HBO is showing Almost Famous, a candy-colored re-imagined semi-autobiographical fantasy by Cameron Crowe (certainly more honest and truthful than his even more candy-colored '90s post-teenage fantasies, from Say Anything to Singles to Jerry Maguire), and it's not that great a film: it's a fantasy, as Dharmonia very aptly put it, of "something like what the '70s rock scene might have looked like to a 15-year-old on the outside."
It's really not that good, and a lot of the writing simultaneously panders and sentimentalizes (a Crowe speciality--even more when he's talking about his "own" adolescence on the road with rock bands), but it does have some decent acting: Jimmy Fallon as a sleazeball-but-effective tour manager and Jason Lee as a preening semi-talented front-man/vocalist (both of them type-cast and at the peak of their limited powers); Billy Crudup as the more-talented-than-the-rest guitar-slinger who at least looks the part--even though his "guitar faces" are pretty lame; Kate Hudson as the uber-groupie Penny Lane (limited, and stuck with some of Crowe's most dumbass writing and directing) but luminous nevertheless;
and it does have some great acting: in both bit parts (Eion Bailey and Terry Chen as two of the LA-wannabe-hipsters who founded Rolling Stone) and more major ones: Frances McDormand way outside her (brilliant) Coen Brothers bag as the mother of the young runaway-with-the-band would-journalist Crowe,
and, operating in a whole other artistic, expressive, and emotional universe, the great, great Philip Seymour Hoffman, maybe the greatest non-"star" actor of his generation (c'mon, what other actor has a comparable roster of absolutely definitive roles? Synecdoche, Charlie Wilson's War, Capote, Empire Falls, Cold Mountain, State and Main, Magnolia, Big Lebowski, Boogie Nights, and that's just the hits), playing the absolute greatest "rock" writer of them all, Lester Bangs.
I won't even call him a "rock critic"--that's to put him in the not-even-close company of Bob Christgau and Greil Marcus: not bad, but very much genre writers, striving desperately to find some way, as English majors or History majors or American Studies majors, to talk about music when they didn't actually know anything about music.

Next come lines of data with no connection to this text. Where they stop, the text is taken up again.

//! Wiring of the edge middleware onto an axum [`Router`].

use std::sync::Arc;

use axum::Router;
use axum::middleware::from_fn_with_state;

use crate::cache::DistributedResponseCache;
use crate::cache::response::response_cache;
use crate::ratelimit::{DistributedRateLimiter, rate_limit};

/// The request-path components, applied in the order
/// rate limiter → response cache → handler.
///
/// Either component may be left out.
///
/// ```rust
/// # use std::sync::Arc;
/// # use axum::{Router, routing::get};
/// # use ojeomneo_edge::{DistributedRateLimiter, EdgeLayers, RateLimitConfig};
/// # use ojeomneo_edge::store::{KvStore, MemoryStore};
/// let store: Arc<dyn KvStore> = Arc::new(MemoryStore::new());
/// let limiter = DistributedRateLimiter::new(Some(store), RateLimitConfig::default()).unwrap();
/// let app: Router = EdgeLayers::new()
///     .rate_limiter(Arc::new(limiter))
///     .apply(Router::new().route("/", get(|| async { "ok" })));
/// ```
#[derive(Clone, Default)]
pub struct EdgeLayers {
    rate_limiter: Option<Arc<DistributedRateLimiter>>,
    response_cache: Option<Arc<DistributedResponseCache>>,
}

impl EdgeLayers {
    pub fn new() -> Self {
        Self::default()
    }

    pub fn rate_limiter(mut self, limiter: Arc<DistributedRateLimiter>) -> Self {
        self.rate_limiter = Some(limiter);
        self
    }

    pub fn response_cache(mut self, cache: Arc<DistributedResponseCache>) -> Self {
        self.response_cache = Some(cache);
        self
    }

    /// Wrap every route of `router`.
    ///
    /// The connection must be served with
    /// `into_make_service_with_connect_info::<SocketAddr>()` for the rate
    /// limiter to see peer addresses; without it clients are keyed by
    /// forwarding headers only.
    pub fn apply<S>(&self, router: Router<S>) -> Router<S>
    where
        S: Clone + Send + Sync + 'static,
    {
        // Layers added later run first.
        let mut router = router;
        if let Some(cache) = &self.response_cache {
            router = router.layer(from_fn_with_state(Arc::clone(cache), response_cache));
        }
        if let Some(limiter) = &self.rate_limiter {
            router = router.layer(from_fn_with_state(Arc::clone(limiter), rate_limit));
        }
        router
    }
}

But Lester was different: he was unequivocally, unabashedly, unashamedly uncool (and self-destructive: see Let it Blurt, but that's another story). And you have to at least give it to Crowe, he does give the movie version of Lester the one great, and truly honest, speech about the difference between being a "rock star" and being a "rock fan" (in the midst of a lot of other lies and fantasies about the actual scuzziness of many people involved in the business in that decade):
Lester: That's because we're uncool. And while women will always be a problem for us, most of the great art in the world is about that very same problem. Good-looking people don't have any spine. Their art never lasts. They get the girls, but we're smarter....Great art is about conflict and pain and guilt and longing and love disguised as sex, and sex disguised as love... and let's face it, you got a big head start.But if you really want to understand the greatness of Lester, then fuck the writing of wanna-be's like Cameron Crowe. Instead, go to the source: to what Lester himself had to say about some truly great music, Van Morrison's Astral Weeks:
I'm glad you were home.
I'm always home. I'm uncool.
It's the great search, fueled by the belief that through these musical and mental processes illumination is attainable. Or may at least be glimpsed.Only Lester could have linked Van the Man and Federico Garcia Lorca. Only Lester could have made me believe it:
My heart of silk
is filled with lights,
with lost bells,
with lilies and bees.
I will go very far,
farther than those hills,
farther than the seas,
close to the stars,
to beg Christ the Lord
to give back the soul I had
of old, when I was a child,
ripened with legends,
with a feathered cap
and a wooden sword.Federico Garcia LorcaRIP LCB (1948-82).